Не знаю, почему я задала этот вопрос. С тем же успехом могла поинтересоваться, брюнетка она или шатенка.
— Тридцать восемь.
Мне понравилось, что ей тридцать восемь и что цифра прозвучала сразу и без малейшего кокетства. Кажется, с моей стороны это был тест.
— А вы знакомы с коллективной отповедью мне в Литерной?
— Нет, а что там?
— Я же говорю, коллективная отповедь. Ознакомьтесь, не исключено, что у вас отпадет надобность во мне.
— Ладно, дайте два дня.
— Берите.
— Но вы согласитесь?
— Если вы согласитесь.
— А если я соглашусь?
— Тогда вы дадите мне два дня.
Мы попрощались и положили трубки одновременно. Я сейчас же набрала номер рационального, социального, неортодоксального Ондурея:
— Вы знаете Лику Огину?
— Документалистку? Да. Мы печатали в журнале ее и о ней. Хорошая девочка.
— С ней можно иметь дело?
— В каком смысле?
— В прямом. На телевидении не так много людей, которые, если что, не предадут тебя, вы знаете это лучше меня. Ей можно доверять?
Ондурей засмеялся:
— Я не знаю, могу ли я доверять себе, а вы спрашиваете о ком-то. Наверное. Полагаю, что да.
— Спасибо, — поблагодарила я.
Я первый раз проверяла человека. Что-то достало. Голос Лики Огиной мне понравился. Мужественный и юношеский.
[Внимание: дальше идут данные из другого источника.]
// 📊 Summary Aggregator - the only shape presentation ever sees
//
// Mileage series + ownership intervals → HistorySummary. Presentation layers
// consume this as-is and never re-derive it from raw records.

use crate::config::EngineConfig;
use crate::flags::{collect_flags, VehicleFlags};
use crate::mileage::{build_mileage_series, MileagePoint};
use crate::ownership::{reconstruct_ownership, OwnershipInterval};
use crate::record::RawRecord;
use serde::{Deserialize, Serialize};

/// Final per-vehicle history view
#[derive(Debug, Clone, PartialEq, Serialize, Deserialize)]
pub struct HistorySummary {
    pub last_km: Option<f64>,
    pub last_km_date: Option<i64>,
    pub max_km: Option<f64>,
    pub max_km_date: Option<i64>,
    pub ownership_count: usize,
    pub ownership_rows: Vec<OwnershipInterval>,
    pub mileage_count: usize,
    pub flags: VehicleFlags,
    /// Full sorted series, only when `EngineConfig::debug` is on
    #[serde(default, skip_serializing_if = "Option::is_none")]
    pub series: Option<Vec<MileagePoint>>,
}

/// Reduce an already-sorted series and the ownership partition.
///
/// Last reading = chronologically last point. Max reading = greatest
/// odometer; on ties the earliest point wins.
pub fn aggregate(
    series: &[MileagePoint],
    ownership_rows: Vec<OwnershipInterval>,
    flags: VehicleFlags,
    config: &EngineConfig,
) -> HistorySummary {
    let last = series.last();

    let mut max: Option<&MileagePoint> = None;
    for point in series {
        if max.map_or(true, |m| point.odometer > m.odometer) {
            max = Some(point);
        }
    }

    HistorySummary {
        last_km: last.map(|p| p.odometer),
        last_km_date: last.map(|p| p.timestamp),
        max_km: max.map(|p| p.odometer),
        max_km_date: max.map(|p| p.timestamp),
        ownership_count: ownership_rows.len(),
        ownership_rows,
        mileage_count: series.len(),
        flags,
        series: config.debug.then(|| series.to_vec()),
    }
}

/// Engine entry point: raw mileage records (all sources, concatenated) and
/// raw ownership records in, summary out. Never fails.
pub fn summarize_history(
    mileage_records: &[RawRecord],
    ownership_records: &[RawRecord],
    config: &EngineConfig,
) -> HistorySummary {
    let series = build_mileage_series(mileage_records);
    let flags = collect_flags(mileage_records);
    let rows = reconstruct_ownership(ownership_records, config.now_ms());

    tracing::info!(
        mileage_records = mileage_records.len(),
        points = series.len(),
        ownership_records = ownership_records.len(),
        intervals = rows.len(),
        "history summarized"
    );

    aggregate(&series, rows, flags, config)
}

// ============================================================================
// TESTS
// ============================================================================

#[cfg(test)]
mod tests {
    use super::*;
    use crate::dates::ymd_to_millis;
    use crate::ownership::OwnershipCategory;
    use chrono::{TimeZone, Utc};
    use serde_json::json;

    fn ymd(y: i32, m: u32, d: u32) -> i64 {
        ymd_to_millis(y, m, d).unwrap()
    }

    fn point(ts: i64, km: f64) -> MileagePoint {
        MileagePoint {
            timestamp: ts,
            odometer: km,
        }
    }

    fn config_at(y: i32, m: u32, d: u32) -> EngineConfig {
        EngineConfig::default().with_reference_time(Utc.with_ymd_and_hms(y, m, d, 0, 0, 0).unwrap())
    }

    #[test]
    fn test_max_tie_prefers_earliest() {
        let (t1, t2, t3, t4) = (ymd(2018, 1, 1), ymd(2019, 1, 1), ymd(2020, 1, 1), ymd(2021, 1, 1));
        let series = vec![point(t1, 100.0), point(t2, 200.0), point(t3, 200.0), point(t4, 150.0)];

        let summary = aggregate(&series, Vec::new(), VehicleFlags::default(), &EngineConfig::default());
        assert_eq!(summary.max_km, Some(200.0));
        assert_eq!(summary.max_km_date, Some(t2));
        assert_eq!(summary.last_km, Some(150.0));
        assert_eq!(summary.last_km_date, Some(t4));
        assert_eq!(summary.mileage_count, 4);
        assert_eq!(summary.series, None);
    }

    #[test]
    fn test_empty_inputs() {
        let summary = summarize_history(&[], &[], &EngineConfig::default());
        assert_eq!(summary.last_km, None);
        assert_eq!(summary.last_km_date, None);
        assert_eq!(summary.max_km, None);
        assert_eq!(summary.max_km_date, None);
        assert_eq!(summary.ownership_count, 0);
        assert!(summary.ownership_rows.is_empty());
    }

    #[test]
    fn test_debug_includes_series() {
        let series = vec![point(ymd(2020, 1, 1), 10.0)];
        let summary = aggregate(
            &series,
            Vec::new(),
            VehicleFlags::default(),
            &EngineConfig::default().with_debug(true),
        );
        assert_eq!(summary.series, Some(series));
    }

    #[test]
    fn test_end_to_end_summary() {
        let mileage = vec![
            RawRecord::from_value(json!({"mispar_rechev": 1234567, "kilometraz": "85,000", "mivchan_acharon_dt": "2021-03-01"})).unwrap(),
            RawRecord::from_value(json!({"mispar_rechev": 1234567, "kilometraz": "40,000", "mivchan_acharon_dt": "2018-03-01"})).unwrap(),
            RawRecord::from_value(json!({"mispar_rechev": 1234567, "kilometraz": "garbage", "mivchan_acharon_dt": "2019-03-01"})).unwrap(),
        ];
        let ownership = vec![
            RawRecord::from_value(json!({"mispar_rechev": 1234567, "baalut_dt": 201601, "baalut": "ליסינג"})).unwrap(),
            RawRecord::from_value(json!({"mispar_rechev": 1234567, "baalut_dt": 201905, "baalut": "פרטי"})).unwrap(),
        ];

        let summary = summarize_history(&mileage, &ownership, &config_at(2022, 1, 1));

        assert_eq!(summary.mileage_count, 2);
        assert_eq!(summary.last_km, Some(85000.0));
        assert_eq!(summary.last_km_date, Some(ymd(2021, 3, 1)));
        assert_eq!(summary.max_km_date, Some(ymd(2021, 3, 1)));

        assert_eq!(summary.ownership_count, 2);
        assert_eq!(summary.ownership_rows[0].type_norm, OwnershipCategory::LeasingRental);
        assert_eq!(summary.ownership_rows[0].end, Some(ymd(2019, 4, 30)));
        assert!(summary.ownership_rows[1].is_current);
    }

    #[test]
    fn test_json_shape() {
        let summary = summarize_history(
            &[],
            &[RawRecord::from_value(json!({"baalut_dt": "2020-01-01", "baalut": "פרטי"})).unwrap()],
            &config_at(2021, 1, 1),
        );
        let value = serde_json::to_value(&summary).unwrap();

        assert_eq!(value["last_km"], json!(null));
        assert_eq!(value["ownership_count"], json!(1));
        let row = &value["ownership_rows"][0];
        assert_eq!(row["typeRaw"], json!("פרטי"));
        assert_eq!(row["typeNorm"], json!("private"));
        assert_eq!(row["start"], json!(ymd(2020, 1, 1)));
        assert_eq!(row["end"], json!(null));
        assert_eq!(row["durationMonths"], json!(13));
        assert_eq!(row["isCurrent"], json!(true));
        assert!(value.get("series").is_none());
    }
}
// Vehicle History - Web Server
// REST API with Axum: plate in, normalized history summary / vehicle profile out

use anyhow::{Context, Result};
use axum::{
    extract::{Path, Query, State},
    http::StatusCode,
    response::{IntoResponse, Json, Response},
    routing::get,
    Router,
};
use serde::{Deserialize, Serialize};
use std::sync::Arc;
use tower_http::cors::CorsLayer;
use tower_http::trace::TraceLayer;
use vehicle_history::{
    init_tracing, normalize_plate, normalize_vehicle, summarize_history, CkanClient, HistoryBundle,
    HistoryError, HistorySummary, RawRecord, ServerConfig, SpecMatch, VehicleProfile,
};

/// Shared application state
#[derive(Clone)]
struct AppState {
    client: CkanClient,
    config: Arc<ServerConfig>,
}

/// API Response wrapper
#[derive(Serialize)]
struct ApiResponse<T> {
    success: bool,
    #[serde(skip_serializing_if = "Option::is_none")]
    data: Option<T>,
    #[serde(skip_serializing_if = "Option::is_none")]
    error: Option<ApiError>,
}

#[derive(Serialize)]
struct ApiError {
    kind: String,
    message: String,
}

impl<T> ApiResponse<T> {
    fn ok(data: T) -> Self {
        Self {
            success: true,
            data: Some(data),
            error: None,
        }
    }

    fn err(kind: &str, message: impl Into<String>) -> Self {
        Self {
            success: false,
            data: None,
            error: Some(ApiError {
                kind: kind.to_string(),
                message: message.into(),
            }),
        }
    }
}

/// History response body
#[derive(Serialize)]
struct HistoryResponse {
    plate: String,
    summary: HistorySummary,
    /// Upstream records as fetched, debug mode only
    #[serde(skip_serializing_if = "Option::is_none")]
    raw: Option<RawHistory>,
}

#[derive(Serialize)]
struct RawHistory {
    mileage: Vec<RawRecord>,
    ownership: Vec<RawRecord>,
}

/// Vehicle response body
#[derive(Serialize)]
struct VehicleResponse {
    plate: String,
    vehicle: VehicleProfile,
    /// Registry row and model-spec lookup outcome, debug mode only
    #[serde(skip_serializing_if = "Option::is_none")]
    raw: Option<RawVehicle>,
}

#[derive(Serialize)]
struct RawVehicle {
    record: RawRecord,
    #[serde(skip_serializing_if = "Option::is_none")]
    specs: Option<SpecMatch>,
    #[serde(skip_serializing_if = "Option::is_none")]
    specs_error: Option<String>,
}

/// Outcome of the model-spec fallback; a failed search never fails the request
#[derive(Default)]
struct SpecsLookup {
    matched: Option<SpecMatch>,
    error: Option<String>,
}

#[derive(Deserialize)]
struct PlateQuery {
    plate: Option<String>,
}

// ============================================================================
// API Handlers
// ============================================================================

/// GET /api/health - Health check
async fn health_check() -> impl IntoResponse {
    Json(ApiResponse::ok(vehicle_history::VERSION))
}

/// GET /api/history/:plate
async fn history_by_path(State(state): State<AppState>, Path(plate): Path<String>) -> Response {
    lookup_history(&state, &plate).await
}

/// GET /api/history?plate=1234567
async fn history_by_query(State(state): State<AppState>, Query(query): Query<PlateQuery>) -> Response {
    match query.plate {
        Some(plate) => lookup_history(&state, &plate).await,
        None => (
            StatusCode::BAD_REQUEST,
            Json(ApiResponse::<HistoryResponse>::err("missing_plate", "missing query parameter: plate")),
        )
            .into_response(),
    }
}

/// Shared handler for both history routes
async fn lookup_history(state: &AppState, input: &str) -> Response {
    let plate = match normalize_plate(input) {
        Ok(plate) => plate,
        Err(e) => return error_response(&e),
    };

    let bundle = match state.client.fetch_history(&plate).await {
        Ok(bundle) => bundle,
        Err(e) => return error_response(&e),
    };

    let body = build_response(plate, bundle, &state.config);
    (StatusCode::OK, Json(ApiResponse::ok(body))).into_response()
}

fn build_response(plate: String, bundle: HistoryBundle, config: &ServerConfig) -> HistoryResponse {
    let summary = summarize_history(&bundle.mileage, &bundle.ownership, &config.engine);

    tracing::info!(
        plate = %plate,
        mileage_points = summary.mileage_count,
        ownerships = summary.ownership_count,
        "history served"
    );

    let raw = config.engine.debug.then(|| RawHistory {
        mileage: bundle.mileage,
        ownership: bundle.ownership,
    });

    HistoryResponse { plate, summary, raw }
}

/// GET /api/vehicle/:plate
async fn vehicle_by_path(State(state): State<AppState>, Path(plate): Path<String>) -> Response {
    lookup_vehicle(&state, &plate).await
}

/// GET /api/vehicle?plate=1234567
async fn vehicle_by_query(State(state): State<AppState>, Query(query): Query<PlateQuery>) -> Response {
    match query.plate {
        Some(plate) => lookup_vehicle(&state, &plate).await,
        None => (
            StatusCode::BAD_REQUEST,
            Json(ApiResponse::<VehicleResponse>::err("missing_plate", "missing query parameter: plate")),
        )
            .into_response(),
    }
}

/// Shared handler for both vehicle routes
async fn lookup_vehicle(state: &AppState, input: &str) -> Response {
    let plate = match normalize_plate(input) {
        Ok(plate) => plate,
        Err(e) => return error_response(&e),
    };

    let record = match state.client.fetch_vehicle(&plate).await {
        Ok(Some(record)) => record,
        Ok(None) => return error_response(&HistoryError::VehicleNotFound { plate }),
        Err(e) => return error_response(&e),
    };

    let mut specs = SpecsLookup::default();
    if normalize_vehicle(&record).needs_specs() {
        match state.client.fetch_model_specs(&record).await {
            Ok(matched) => specs.matched = matched,
            Err(e) => {
                tracing::warn!(plate = %plate, error = %e, "model specs lookup failed, serving registry data");
                specs.error = Some(e.to_string());
            }
        }
    }

    let body = build_vehicle_response(plate, record, specs, &state.config);
    (StatusCode::OK, Json(ApiResponse::ok(body))).into_response()
}

fn build_vehicle_response(
    plate: String,
    record: RawRecord,
    specs: SpecsLookup,
    config: &ServerConfig,
) -> VehicleResponse {
    let mut vehicle = normalize_vehicle(&record);
    if let Some(matched) = &specs.matched {
        vehicle.enrich(&matched.extract);
    }

    tracing::info!(
        plate = %plate,
        engine_cc = ?vehicle.engine_cc,
        horsepower = ?vehicle.horsepower,
        "vehicle served"
    );

    let raw = config.engine.debug.then(|| RawVehicle {
        record,
        specs: specs.matched,
        specs_error: specs.error,
    });

    VehicleResponse { plate, vehicle, raw }
}

fn error_status(err: &HistoryError) -> StatusCode {
    match err {
        HistoryError::InvalidPlate { .. } => StatusCode::BAD_REQUEST,
        HistoryError::VehicleNotFound { .. } => StatusCode::NOT_FOUND,
        HistoryError::UpstreamUnavailable { .. } => StatusCode::BAD_GATEWAY,
    }
}

fn error_response(err: &HistoryError) -> Response {
    (
        error_status(err),
        Json(ApiResponse::<HistoryResponse>::err(err.kind(), err.to_string())),
    )
        .into_response()
}

fn app(state: AppState) -> Router {
    let api_routes = Router::new()
        .route("/health", get(health_check))
        .route("/history", get(history_by_query))
        .route("/history/:plate", get(history_by_path))
        .route("/vehicle", get(vehicle_by_query))
        .route("/vehicle/:plate", get(vehicle_by_path))
        .with_state(state);

    Router::new()
        .nest("/api", api_routes)
        .layer(TraceLayer::new_for_http())
        .layer(CorsLayer::permissive())
}

#[tokio::main]
async fn main() -> Result<()> {
    let config = ServerConfig::from_env();
    init_tracing(config.engine.debug);

    let client = CkanClient::new(&config).context("Failed to build upstream client")?;
    let addr = config.bind_addr();

    tracing::info!(
        datastore = %config.datastore_url,
        mileage_resources = ?config.mileage_resources,
        ownership_resource = %config.ownership_resource,
        vehicle_resource = %config.vehicle_resource,
        debug = config.engine.debug,
        "vehicle history server starting"
    );

    let state = AppState {
        client,
        config: Arc::new(config),
    };

    let listener = tokio::net::TcpListener::bind(&addr)
        .await
        .with_context(|| format!("Failed to bind to {}", addr))?;

    tracing::info!("🚀 listening on http://{}", addr);

    axum::serve(listener, app(state))
        .await
        .context("Server error")?;

    Ok(())
}

// ============================================================================
// TESTS
// ============================================================================
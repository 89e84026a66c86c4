// ⚙️ Configuration - explicit values handed to the engine and the server
// Nothing in the engine reads process state; binaries build these and pass them in.

use chrono::{DateTime, Utc};
use serde::{Deserialize, Serialize};

// ============================================================================
// ENGINE
// ============================================================================

/// Knobs for a single summary computation
#[derive(Debug, Clone, Default, PartialEq, Serialize, Deserialize)]
pub struct EngineConfig {
    /// Include the full mileage series in the summary
    #[serde(default)]
    pub debug: bool,

    /// "Now" for open ownership intervals; `None` = wall clock
    #[serde(default)]
    pub reference_time: Option<DateTime<Utc>>,
}

impl EngineConfig {
    pub fn with_debug(mut self, debug: bool) -> Self {
        self.debug = debug;
        self
    }

    pub fn with_reference_time(mut self, at: DateTime<Utc>) -> Self {
        self.reference_time = Some(at);
        self
    }

    /// Reference instant in epoch milliseconds
    pub fn now_ms(&self) -> i64 {
        self.reference_time.unwrap_or_else(Utc::now).timestamp_millis()
    }
}

// ============================================================================
// SERVER
// ============================================================================

pub const DEFAULT_DATASTORE_URL: &str = "https://data.gov.il/api/3/action/datastore_search";
pub const DEFAULT_MILEAGE_RESOURCE: &str = "56063a99-8a3e-4ff4-912e-5966c0279bad";
pub const DEFAULT_OWNERSHIP_RESOURCE: &str = "bb2355dc-9ec7-4f06-9c3f-3344672171da";
pub const DEFAULT_VEHICLE_RESOURCE: &str = "053cea08-09bc-40ec-8f7a-156f0677aff3";
pub const DEFAULT_MODEL_SPECS_RESOURCE: &str = "142afde2-6228-49f9-8a29-9b6c3a0cbe40";
/// Rows fetched per model-spec search attempt
pub const MODEL_SPECS_LIMIT: u32 = 100;

/// Server and upstream settings, read once at startup
#[derive(Debug, Clone, PartialEq, Serialize, Deserialize)]
pub struct ServerConfig {
    pub bind_host: String,
    pub port: u16,
    /// CKAN `datastore_search` endpoint
    pub datastore_url: String,
    /// Every mileage/inspection dataset; their records are concatenated
    pub mileage_resources: Vec<String>,
    pub ownership_resource: String,
    /// Vehicle registry: one row per plate
    pub vehicle_resource: String,
    /// Per-model technical specs, searched when the registry row lacks them
    pub model_specs_resource: String,
    pub record_limit: u32,
    pub request_timeout_secs: u64,
    pub engine: EngineConfig,
}

impl Default for ServerConfig {
    fn default() -> Self {
        ServerConfig {
            bind_host: "0.0.0.0".to_string(),
            port: 4000,
            datastore_url: DEFAULT_DATASTORE_URL.to_string(),
            mileage_resources: vec![DEFAULT_MILEAGE_RESOURCE.to_string()],
            ownership_resource: DEFAULT_OWNERSHIP_RESOURCE.to_string(),
            vehicle_resource: DEFAULT_VEHICLE_RESOURCE.to_string(),
            model_specs_resource: DEFAULT_MODEL_SPECS_RESOURCE.to_string(),
            record_limit: 200,
            request_timeout_secs: 20,
            engine: EngineConfig::default(),
        }
    }
}

impl ServerConfig {
    /// Read overrides from the process environment
    pub fn from_env() -> Self {
        Self::from_lookup(|key| std::env::var(key).ok())
    }

    /// Read overrides through an arbitrary lookup; unset or malformed values
    /// keep their defaults
    pub fn from_lookup<F>(lookup: F) -> Self
    where
        F: Fn(&str) -> Option<String>,
    {
        let mut config = ServerConfig::default();
        let get = |key: &str| lookup(key).map(|v| v.trim().to_string()).filter(|v| !v.is_empty());

        if let Some(host) = get("BIND_HOST") {
            config.bind_host = host;
        }
        if let Some(port) = get("PORT").and_then(|v| v.parse().ok()) {
            config.port = port;
        }
        if let Some(url) = get("DATA_GOV_BASE") {
            config.datastore_url = url;
        }
        if let Some(ids) = get("DATA_GOV_HISTORY1") {
            let ids: Vec<String> = ids
                .split(',')
                .map(|s| s.trim().to_string())
                .filter(|s| !s.is_empty())
                .collect();
            if !ids.is_empty() {
                config.mileage_resources = ids;
            }
        }
        if let Some(id) = get("DATA_GOV_HISTORY2") {
            config.ownership_resource = id;
        }
        if let Some(id) = get("DATA_GOV_RESOURCE_ID") {
            config.vehicle_resource = id;
        }
        if let Some(id) = get("MODEL_SPECS_RESOURCE_ID") {
            config.model_specs_resource = id;
        }
        if let Some(limit) = get("HISTORY_RECORD_LIMIT").and_then(|v| v.parse().ok()) {
            config.record_limit = limit;
        }
        if let Some(secs) = get("HISTORY_TIMEOUT_SECS").and_then(|v| v.parse().ok()) {
            config.request_timeout_secs = secs;
        }
        if let Some(flag) = get("HISTORY_DEBUG") {
            config.engine.debug = matches!(flag.to_lowercase().as_str(), "1" | "true" | "yes");
        }

        config
    }

    pub fn bind_addr(&self) -> String {
        format!("{}:{}", self.bind_host, self.port)
    }
}

// ============================================================================
// LOGGING
// ============================================================================

/// Install the global `tracing` subscriber; `RUST_LOG` wins when set
pub fn init_tracing(debug: bool) {
    let default_filter = if debug {
        "info,vehicle_history=debug"
    } else {
        "info"
    };

    let filter = tracing_subscriber::EnvFilter::try_from_default_env()
        .unwrap_or_else(|_| tracing_subscriber::EnvFilter::new(default_filter));

    // a second init (tests, embedding) is not an error worth surfacing
    let _ = tracing_subscriber::fmt().with_env_filter(filter).try_init();
}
Мы встретились через четыре дня. Я позвала ее к себе домой. Мой пес, английская ветвь американского стаффорда, неукоснительно защищающий отечественные рубежи от любого вторжения, облаял ее, как водится, после чего улегся на диване между нами, положив голову ей на колени.
— У меня такс, он учуял запах.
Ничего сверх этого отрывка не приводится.